Eliab parecia mais calmo agora, observando a chuva lavar a poeira das folhas das videiras, deixando-as verdes e reluzentes. Obed deu um suspiro profundo, cheirando o aroma úmido da terra renascida. “Doce é a luz, e agradável é aos olhos ver o sol,” murmurou, com um sorriso que suavizou todas as rugas do seu rosto. “Por isso, goza a vida. Nos dias de sol, regozija-te. Nos dias de chuva, aprende. Come o teu pão com alegria, e bebe o teu vinho com coração contente, porque já Deus se agrada das tuas obras.”
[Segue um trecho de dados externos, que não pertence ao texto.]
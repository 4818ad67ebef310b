//! 캔들스틱 차트 매퍼
//!
//! 기술적 분석 응답의 OHLC 시계열과 세 기준 가격(진입가, 목표가,
//! 손절가)을 고정 캔버스 좌표로 변환한다. 기준선이 잘리지 않도록
//! 값 범위는 캔들 고가/저가와 세 기준 가격을 모두 포함한다.

use serde::{Deserialize, Serialize};

use crate::models::insight::PriceSample;

/// 논리 캔버스 크기
pub const WIDTH: f64 = 500.0;
pub const HEIGHT: f64 = 250.0;

// 축 라벨을 위한 패딩 (우측: 가격, 하단: 날짜)
const PAD_TOP: f64 = 20.0;
const PAD_RIGHT: f64 = 60.0;
const PAD_BOTTOM: f64 = 30.0;
const PAD_LEFT: f64 = 10.0;

/// 캔들 하나의 렌더링 좌표
#[derive(Debug, Clone, PartialEq, Serialize, Deserialize)]
#[serde(rename_all = "camelCase")]
pub struct CandleGeometry {
    /// 심지(고가-저가 선)의 x 좌표
    pub x: f64,
    pub wick_top: f64,
    pub wick_bottom: f64,
    /// 몸통(시가-종가 박스) 좌상단
    pub body_left: f64,
    pub body_top: f64,
    pub body_width: f64,
    pub body_height: f64,
    /// 종가 >= 시가. 색상 선택은 표시 계층의 몫.
    pub bullish: bool,
}

#[derive(Debug, Clone, Copy, PartialEq, Eq, Serialize, Deserialize)]
#[serde(rename_all = "camelCase")]
pub enum ReferenceKind {
    Entry,
    Target,
    StopLoss,
}

/// 기준 가격 수평선
#[derive(Debug, Clone, PartialEq, Serialize, Deserialize)]
#[serde(rename_all = "camelCase")]
pub struct ReferenceLine {
    pub kind: ReferenceKind,
    /// 통화 문자열에서 추출한 숫자 가격
    pub price: f64,
    /// 원본 표기 (라벨용)
    pub label: String,
    pub y: f64,
}

/// 가격 눈금 수평선
#[derive(Debug, Clone, PartialEq, Serialize, Deserialize)]
#[serde(rename_all = "camelCase")]
pub struct GridLine {
    pub price: f64,
    pub y: f64,
}

/// x축 날짜 라벨 (첫/중간/마지막 캔들)
#[derive(Debug, Clone, PartialEq, Serialize, Deserialize)]
#[serde(rename_all = "camelCase")]
pub struct AxisLabel {
    pub x: f64,
    pub text: String,
}

/// 캔들스틱 차트 전체 좌표
#[derive(Debug, Clone, PartialEq, Serialize, Deserialize)]
#[serde(rename_all = "camelCase")]
pub struct CandleChart {
    pub width: f64,
    pub height: f64,
    pub candles: Vec<CandleGeometry>,
    pub reference_lines: Vec<ReferenceLine>,
    pub grid_lines: Vec<GridLine>,
    pub axis_labels: Vec<AxisLabel>,
}

/// 자유 형식 통화 문자열에서 숫자 가격을 추출한다.
/// 숫자와 소수점 외의 문자를 전부 제거한 뒤 파싱한다.
pub fn parse_price_level(raw: &str) -> Option<f64> {
    let cleaned: String = raw.chars().filter(|c| c.is_ascii_digit() || *c == '.').collect();
    cleaned.parse::<f64>().ok()
}

/// OHLC 시계열과 세 기준 가격을 차트 좌표로 변환한다.
///
/// 샘플이 없거나 기준 가격을 숫자로 해석할 수 없으면 None.
/// 값 범위가 0이면 (모든 값이 동일) 모든 가격을 플롯 밴드의 세로
/// 중앙선에 놓는다. 스파크라인의 평탄 시계열 처리와 같은 정책이다.
pub fn map_candles(
    samples: &[PriceSample],
    entry_price: &str,
    target_price: &str,
    stop_loss_price: &str,
) -> Option<CandleChart> {
    if samples.is_empty() {
        return None;
    }

    let entry = parse_price_level(entry_price)?;
    let target = parse_price_level(target_price)?;
    let stop_loss = parse_price_level(stop_loss_price)?;

    let mut min_price = f64::INFINITY;
    let mut max_price = f64::NEG_INFINITY;
    for sample in samples {
        min_price = min_price.min(sample.low);
        max_price = max_price.max(sample.high);
    }
    for level in [entry, target, stop_loss] {
        min_price = min_price.min(level);
        max_price = max_price.max(level);
    }

    let range = max_price - min_price;
    let chart_width = WIDTH - PAD_LEFT - PAD_RIGHT;
    let chart_height = HEIGHT - PAD_TOP - PAD_BOTTOM;
    let bar_width = chart_width / (samples.len() as f64 * 1.5);

    let x_at = |index: usize| -> f64 {
        if samples.len() == 1 {
            PAD_LEFT + chart_width / 2.0
        } else {
            PAD_LEFT + index as f64 * (chart_width / (samples.len() - 1) as f64)
        }
    };
    let y_at = |price: f64| -> f64 {
        if range == 0.0 {
            PAD_TOP + chart_height / 2.0
        } else {
            PAD_TOP + chart_height - (price - min_price) / range * chart_height
        }
    };

    let candles = samples
        .iter()
        .enumerate()
        .map(|(i, sample)| {
            let x = x_at(i);
            let y_open = y_at(sample.open);
            let y_close = y_at(sample.close);
            let bullish = sample.close >= sample.open;

            CandleGeometry {
                x,
                wick_top: y_at(sample.high),
                wick_bottom: y_at(sample.low),
                body_left: x - bar_width / 2.0,
                body_top: if bullish { y_close } else { y_open },
                body_width: bar_width,
                body_height: (y_open - y_close).abs(),
                bullish,
            }
        })
        .collect();

    let reference_lines = vec![
        ReferenceLine {
            kind: ReferenceKind::Target,
            price: target,
            label: target_price.to_string(),
            y: y_at(target),
        },
        ReferenceLine {
            kind: ReferenceKind::Entry,
            price: entry,
            label: entry_price.to_string(),
            y: y_at(entry),
        },
        ReferenceLine {
            kind: ReferenceKind::StopLoss,
            price: stop_loss,
            label: stop_loss_price.to_string(),
            y: y_at(stop_loss),
        },
    ];

    let grid_lines = (0..5)
        .map(|i| {
            let price = min_price + range / 4.0 * i as f64;
            GridLine { price, y: y_at(price) }
        })
        .collect();

    let mut label_indices = vec![0, samples.len() / 2, samples.len() - 1];
    label_indices.dedup();
    let axis_labels = label_indices
        .into_iter()
        .map(|i| AxisLabel {
            x: x_at(i),
            // "YYYY-MM-DD" -> "MM-DD"
            text: samples[i].date.get(5..).unwrap_or(&samples[i].date).to_string(),
        })
        .collect();

    Some(CandleChart {
        width: WIDTH,
        height: HEIGHT,
        candles,
        reference_lines,
        grid_lines,
        axis_labels,
    })
}

#[cfg(test)]
mod tests {
    use super::*;

    fn sample(date: &str, open: f64, high: f64, low: f64, close: f64) -> PriceSample {
        PriceSample {
            date: date.to_string(),
            open,
            high,
            low,
            close,
        }
    }

    #[test]
    fn test_parse_price_level_strips_currency_noise() {
        assert_eq!(parse_price_level("₩75,000원"), Some(75000.0));
        assert_eq!(parse_price_level("$123.45"), Some(123.45));
        assert_eq!(parse_price_level("가격 미정"), None);
        assert_eq!(parse_price_level(""), None);
    }

    #[test]
    fn test_empty_samples_yield_nothing() {
        assert!(map_candles(&[], "100", "120", "80").is_none());
    }

    #[test]
    fn test_unparsable_reference_yields_nothing() {
        let samples = vec![sample("2024-01-05", 100.0, 110.0, 95.0, 105.0)];

        assert!(map_candles(&samples, "미정", "120", "80").is_none());
    }

    #[test]
    fn test_tie_close_equals_open_is_bullish() {
        let samples = vec![
            sample("2024-01-05", 100.0, 110.0, 95.0, 100.0),
            sample("2024-01-12", 100.0, 112.0, 97.0, 108.0),
        ];

        let chart = map_candles(&samples, "100", "120", "80").unwrap();

        assert!(chart.candles[0].bullish);
        assert_eq!(chart.candles[0].body_height, 0.0);
    }

    #[test]
    fn test_bearish_candle_classification() {
        let samples = vec![
            sample("2024-01-05", 110.0, 115.0, 95.0, 100.0),
            sample("2024-01-12", 100.0, 112.0, 97.0, 108.0),
        ];

        let chart = map_candles(&samples, "100", "120", "80").unwrap();

        assert!(!chart.candles[0].bullish);
        assert!(chart.candles[1].bullish);
    }

    // 캔들 고가/저가가 기준선 안쪽에 있어도 범위는 세 기준 가격을 포함한다
    #[test]
    fn test_range_covers_all_reference_levels() {
        let samples = vec![
            sample("2024-01-05", 100.0, 105.0, 99.0, 103.0),
            sample("2024-01-12", 103.0, 106.0, 100.0, 104.0),
        ];

        let chart = map_candles(&samples, "90", "120", "80").unwrap();

        // 눈금 최솟값/최댓값이 손절가와 목표가에 걸쳐 있어야 한다
        assert_eq!(chart.grid_lines[0].price, 80.0);
        assert_eq!(chart.grid_lines[4].price, 120.0);

        // 기준선이 플롯 밴드 안에 있다
        for line in &chart.reference_lines {
            assert!(line.y >= PAD_TOP);
            assert!(line.y <= HEIGHT - PAD_BOTTOM);
        }
    }

    #[test]
    fn test_entry_level_extends_range() {
        // 진입가만 모든 값보다 낮은 경우에도 범위에 포함되어야 한다
        let samples = vec![
            sample("2024-01-05", 100.0, 105.0, 99.0, 103.0),
            sample("2024-01-12", 103.0, 106.0, 100.0, 104.0),
        ];

        let chart = map_candles(&samples, "70", "106", "99").unwrap();

        assert_eq!(chart.grid_lines[0].price, 70.0);
    }

    #[test]
    fn test_degenerate_range_maps_to_mid_line() {
        let samples = vec![
            sample("2024-01-05", 100.0, 100.0, 100.0, 100.0),
            sample("2024-01-12", 100.0, 100.0, 100.0, 100.0),
        ];

        let chart = map_candles(&samples, "100", "100", "100").unwrap();

        let mid = PAD_TOP + (HEIGHT - PAD_TOP - PAD_BOTTOM) / 2.0;
        for candle in &chart.candles {
            assert_eq!(candle.wick_top, mid);
            assert_eq!(candle.wick_bottom, mid);
        }
        for line in &chart.reference_lines {
            assert_eq!(line.y, mid);
        }
    }

    #[test]
    fn test_horizontal_layout_is_index_proportional() {
        let samples: Vec<PriceSample> = (0..5)
            .map(|i| sample("2024-01-05", 100.0, 110.0 + i as f64, 95.0, 105.0))
            .collect();

        let chart = map_candles(&samples, "100", "120", "80").unwrap();

        let chart_width = WIDTH - PAD_LEFT - PAD_RIGHT;
        assert_eq!(chart.candles[0].x, PAD_LEFT);
        assert_eq!(chart.candles[4].x, PAD_LEFT + chart_width);
        assert_eq!(chart.candles[2].x, PAD_LEFT + chart_width / 2.0);
    }

    #[test]
    fn test_axis_labels_drop_year_prefix() {
        let samples = vec![
            sample("2024-01-05", 100.0, 110.0, 95.0, 105.0),
            sample("2024-01-12", 105.0, 112.0, 100.0, 108.0),
            sample("2024-01-19", 108.0, 115.0, 103.0, 110.0),
        ];

        let chart = map_candles(&samples, "100", "120", "80").unwrap();

        let texts: Vec<&str> = chart.axis_labels.iter().map(|l| l.text.as_str()).collect();
        assert_eq!(texts, vec!["01-05", "01-12", "01-19"]);
    }

    #[test]
    fn test_single_candle_is_centered() {
        let samples = vec![sample("2024-01-05", 100.0, 110.0, 95.0, 105.0)];

        let chart = map_candles(&samples, "100", "120", "80").unwrap();

        let chart_width = WIDTH - PAD_LEFT - PAD_RIGHT;
        assert_eq!(chart.candles[0].x, PAD_LEFT + chart_width / 2.0);
        assert_eq!(chart.axis_labels.len(), 1);
    }
}
use std::collections::HashSet;
use std::sync::Arc;
use tokio::sync::RwLock;
use warp::Filter;

use crate::api::handlers::{self, InFlight, SharedGateway, SharedStore};

/// 인사이트 서비스의 API 라우트 생성
pub fn create_routes(
    store: SharedStore,
    gateway: SharedGateway,
) -> impl Filter<Extract = impl warp::Reply, Error = warp::Rejection> + Clone {
    let in_flight: InFlight = Arc::new(RwLock::new(HashSet::new()));

    // 헬스체크 라우트
    let health = warp::path("health")
        .and(warp::path::end())
        .and(warp::get())
        .and_then(handlers::health_handler);

    // 상태 필터 생성
    let store_filter = warp::any().map(move || store.clone());
    let gateway_filter = warp::any().map(move || gateway.clone());
    let in_flight_filter = warp::any().map(move || in_flight.clone());

    // 인사이트 라우트 (기능 뷰 하나당 요청 하나)
    let insights = warp::path("insights");

    let insight_routes = insights
        .and(warp::path("keywords"))
        .and(warp::path::end())
        .and(warp::get())
        .and(gateway_filter.clone())
        .and(in_flight_filter.clone())
        .and_then(handlers::get_keyword_trends)
        .or(insights
            .and(warp::path("trends"))
            .and(warp::path::end())
            .and(warp::get())
            .and(gateway_filter.clone())
            .and(in_flight_filter.clone())
            .and_then(handlers::get_market_trends))
        .or(insights
            .and(warp::path("sector"))
            .and(warp::path::end())
            .and(warp::post())
            .and(warp::body::json())
            .and(gateway_filter.clone())
            .and(in_flight_filter.clone())
            .and_then(handlers::analyze_sector))
        .or(insights
            .and(warp::path("screener"))
            .and(warp::path::end())
            .and(warp::post())
            .and(warp::body::json())
            .and(gateway_filter.clone())
            .and(in_flight_filter.clone())
            .and_then(handlers::screen_companies))
        .or(insights
            .and(warp::path("momentum"))
            .and(warp::path::end())
            .and(warp::post())
            .and(warp::body::json())
            .and(gateway_filter.clone())
            .and(in_flight_filter.clone())
            .and_then(handlers::find_momentum_stocks))
        .or(insights
            .and(warp::path("technical"))
            .and(warp::path::end())
            .and(warp::post())
            .and(warp::body::json())
            .and(gateway_filter.clone())
            .and(in_flight_filter.clone())
            .and_then(handlers::get_technical_analysis))
        .or(insights
            .and(warp::path("top-picks"))
            .and(warp::path::end())
            .and(warp::get())
            .and(gateway_filter.clone())
            .and(in_flight_filter.clone())
            .and_then(handlers::get_top_picks));

    // 포트폴리오 라우트
    let portfolio = warp::path("portfolio");

    let portfolio_routes = portfolio
        .and(warp::path::param::<String>())
        .and(warp::path("valuation"))
        .and(warp::path::end())
        .and(warp::post())
        .and(warp::body::json())
        .and(store_filter.clone())
        .and_then(handlers::evaluate_position)
        .or(portfolio
            .and(warp::path::param::<String>())
            .and(warp::path("projection"))
            .and(warp::path::end())
            .and(warp::post())
            .and(store_filter.clone())
            .and(gateway_filter.clone())
            .and(in_flight_filter.clone())
            .and_then(handlers::project_position))
        .or(portfolio
            .and(warp::path::param::<String>())
            .and(warp::path::end())
            .and(warp::delete())
            .and(warp::query::<handlers::DeleteQuery>())
            .and(store_filter.clone())
            .and_then(handlers::delete_position))
        .or(portfolio
            .and(warp::path::end())
            .and(warp::get())
            .and(store_filter.clone())
            .and_then(handlers::list_positions))
        .or(portfolio
            .and(warp::path::end())
            .and(warp::post())
            .and(warp::body::json())
            .and(store_filter.clone())
            .and_then(handlers::create_position));

    // 차트 좌표 라우트
    let charts = warp::path("charts");

    let chart_routes = charts
        .and(warp::path("sparkline"))
        .and(warp::path::end())
        .and(warp::post())
        .and(warp::body::json())
        .and_then(handlers::map_sparkline)
        .or(charts
            .and(warp::path("candles"))
            .and(warp::path::end())
            .and(warp::post())
            .and(warp::body::json())
            .and_then(handlers::map_candle_chart));

    // 모든 라우트 결합
    health
        .or(insight_routes)
        .or(portfolio_routes)
        .or(chart_routes)
}

#[cfg(test)]
mod tests {
    use super::*;
    use crate::error::InsightError;
    use crate::gateway::client::MockInsightGateway;
    use crate::models::insight::{TopPickStock, TopPicksAnalysis};
    use crate::portfolio::slot::MemorySlot;
    use crate::portfolio::store::PortfolioStore;
    use serde_json::Value;

    fn test_state(mock: MockInsightGateway) -> (SharedStore, SharedGateway) {
        let store = Arc::new(RwLock::new(PortfolioStore::load(Box::new(MemorySlot::new()))));
        let gateway: SharedGateway = Arc::new(mock);
        (store, gateway)
    }

    #[tokio::test]
    async fn test_health_route() {
        let (store, gateway) = test_state(MockInsightGateway::new());
        let routes = create_routes(store, gateway);

        let response = warp::test::request()
            .method("GET")
            .path("/health")
            .reply(&routes)
            .await;

        assert_eq!(response.status(), 200);
        let body: Value = serde_json::from_slice(response.body()).unwrap();
        assert_eq!(body["status"], "ok");
        assert_eq!(body["version"], env!("CARGO_PKG_VERSION"));
    }

    #[tokio::test]
    async fn test_top_picks_success() {
        let mut mock = MockInsightGateway::new();
        mock.expect_top_picks().returning(|| {
            Ok(TopPicksAnalysis {
                high_growth: vec![TopPickStock {
                    name: "Alpha Corp".to_string(),
                    ticker: "ALPH".to_string(),
                    rationale: "high growth".to_string(),
                }],
                medium_risk: vec![],
                safe: vec![],
            })
        });
        let (store, gateway) = test_state(mock);
        let routes = create_routes(store, gateway);

        let response = warp::test::request()
            .method("GET")
            .path("/insights/top-picks")
            .reply(&routes)
            .await;

        assert_eq!(response.status(), 200);
        let body: Value = serde_json::from_slice(response.body()).unwrap();
        assert_eq!(body["highGrowth"][0]["ticker"], "ALPH");
    }

    #[tokio::test]
    async fn test_gateway_failure_maps_to_feature_message() {
        let mut mock = MockInsightGateway::new();
        mock.expect_market_trends()
            .returning(|| Err(InsightError::Gateway("시장 트렌드를 가져오는 데 실패했습니다.".to_string())));
        let (store, gateway) = test_state(mock);
        let routes = create_routes(store, gateway);

        let response = warp::test::request()
            .method("GET")
            .path("/insights/trends")
            .reply(&routes)
            .await;

        assert_eq!(response.status(), 502);
        let body: Value = serde_json::from_slice(response.body()).unwrap();
        assert_eq!(body["error"], "시장 트렌드를 가져오는 데 실패했습니다.");
    }

    #[tokio::test]
    async fn test_portfolio_add_list_delete_flow() {
        let (store, gateway) = test_state(MockInsightGateway::new());
        let routes = create_routes(store, gateway);

        // 추가
        let response = warp::test::request()
            .method("POST")
            .path("/portfolio")
            .json(&serde_json::json!({
                "name": "Sample Co",
                "ticker": "abc",
                "purchaseDate": "2024-01-01",
                "quantity": 10.0,
                "avgPrice": 100.0
            }))
            .reply(&routes)
            .await;
        assert_eq!(response.status(), 201);
        let created: Value = serde_json::from_slice(response.body()).unwrap();
        assert_eq!(created["ticker"], "ABC");
        let id = created["id"].as_str().unwrap().to_string();

        // 목록
        let response = warp::test::request()
            .method("GET")
            .path("/portfolio")
            .reply(&routes)
            .await;
        assert_eq!(response.status(), 200);
        let listed: Value = serde_json::from_slice(response.body()).unwrap();
        assert_eq!(listed.as_array().unwrap().len(), 1);

        // 손익 계산
        let response = warp::test::request()
            .method("POST")
            .path(&format!("/portfolio/{}/valuation", id))
            .json(&serde_json::json!({ "currentPrice": "150" }))
            .reply(&routes)
            .await;
        assert_eq!(response.status(), 200);
        let valuation: Value = serde_json::from_slice(response.body()).unwrap();
        assert_eq!(valuation["currentValue"], 1500.0);
        assert_eq!(valuation["gainLoss"], 500.0);
        assert_eq!(valuation["returnRatePercent"], 50.0);

        // 확인 없는 삭제는 거절
        let response = warp::test::request()
            .method("DELETE")
            .path(&format!("/portfolio/{}", id))
            .reply(&routes)
            .await;
        assert_eq!(response.status(), 400);

        // 확인 후 삭제
        let response = warp::test::request()
            .method("DELETE")
            .path(&format!("/portfolio/{}?confirm=true", id))
            .reply(&routes)
            .await;
        assert_eq!(response.status(), 200);

        let response = warp::test::request()
            .method("GET")
            .path("/portfolio")
            .reply(&routes)
            .await;
        let listed: Value = serde_json::from_slice(response.body()).unwrap();
        assert!(listed.as_array().unwrap().is_empty());
    }

    #[tokio::test]
    async fn test_create_position_with_missing_fields_is_rejected() {
        let (store, gateway) = test_state(MockInsightGateway::new());
        let routes = create_routes(store, gateway);

        let response = warp::test::request()
            .method("POST")
            .path("/portfolio")
            .json(&serde_json::json!({ "name": "Sample Co" }))
            .reply(&routes)
            .await;

        assert_eq!(response.status(), 400);
        let body: Value = serde_json::from_slice(response.body()).unwrap();
        assert!(body["error"].as_str().unwrap().contains("ticker"));
    }

    #[tokio::test]
    async fn test_valuation_with_invalid_price_yields_null() {
        let (store, gateway) = test_state(MockInsightGateway::new());
        let routes = create_routes(store.clone(), gateway);

        let id = {
            let mut guard = store.write().await;
            guard
                .add(crate::models::position::PositionInput {
                    name: "Sample Co".to_string(),
                    ticker: "abc".to_string(),
                    purchase_date: "2024-01-01".to_string(),
                    quantity: Some(10.0),
                    avg_price: Some(100.0),
                })
                .unwrap()
                .id
        };

        let response = warp::test::request()
            .method("POST")
            .path(&format!("/portfolio/{}/valuation", id))
            .json(&serde_json::json!({ "currentPrice": "얼마더라" }))
            .reply(&routes)
            .await;

        assert_eq!(response.status(), 200);
        let body: Value = serde_json::from_slice(response.body()).unwrap();
        assert!(body.is_null());
    }

    #[tokio::test]
    async fn test_projection_for_unknown_position_is_404() {
        let (store, gateway) = test_state(MockInsightGateway::new());
        let routes = create_routes(store, gateway);

        let response = warp::test::request()
            .method("POST")
            .path("/portfolio/999/projection")
            .reply(&routes)
            .await;

        assert_eq!(response.status(), 404);
        let body: Value = serde_json::from_slice(response.body()).unwrap();
        assert_eq!(
            body["error"],
            InsightError::PositionNotFound("999".to_string()).to_string()
        );
    }

    #[tokio::test]
    async fn test_sparkline_route_returns_null_for_short_series() {
        let (store, gateway) = test_state(MockInsightGateway::new());
        let routes = create_routes(store, gateway);

        let response = warp::test::request()
            .method("POST")
            .path("/charts/sparkline")
            .json(&serde_json::json!({ "data": [42.0] }))
            .reply(&routes)
            .await;

        assert_eq!(response.status(), 200);
        let body: Value = serde_json::from_slice(response.body()).unwrap();
        assert!(body.is_null());
    }
}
Ele se levantou com dificuldade, apoiando-se no tronco da oliveira. “Em todo o tempo sejam alvas as tuas roupas, e nunca falte o óleo sobre a tua cabeça.” Não falava de luxo, Eliab percebeu. Falava de dignidade. De não se deixar abater pela lama da desilusão, de manter a alma ungida pela esperança, mesmo quando as estações mudam. “A vida é sopro, rapaz. Breve como o aroma que a chuva trouxe e que já se dissipa. Mas em cada instante, há uma escolha: amaldiçoar a nuvem ou agradecer pela água; contar os grãos que se perdem ou celebrar os que brotarão.”
O temporal passou rápido, como costumava passar no verão. Um raio de sol furou as nuvens em retirada, iluminando o vale num verde quase ofensivo de tão vibrante. Obed colocou a mão no ombro do neto. “Remove do teu coração o desânimo, e livra-te do teu corpo o mal, porque a adolescência e a juventude são vaidade.” Seus olhos brilharam. “Vaidade, sim. Efêmeras. Mas são o campo onde semeias o caráter que colherás na velhice. Não as desperdices na ansiedade. Trabalha. Confia. Reparte. Alegra-te. O resto…” ele fez um gesto vago, abrangendo o vale banhado de luz, as nuvens que fugiam, a terra escura e fértil, “…o resto é com Aquele que sustenta a chuva e o sol no lugar certo.”
Eliab olhou para suas mãos calejadas, depois para o campo renovado. Pela primeira vez naquele dia, não viu apenas trabalho. Viu participação. Viu um fio da sua história entrelaçado num tapete maior, tecido por mãos divinas. E, sem dizer uma palavra, pegou a enxada e voltou para o sulco. Mas agora seu movimento era diferente. Menos furioso. Mais ritmado. Como quem planta não apenas para colher, mas porque plantar, sob um céu que não controla, é em si um ato de fé e uma forma de louvor.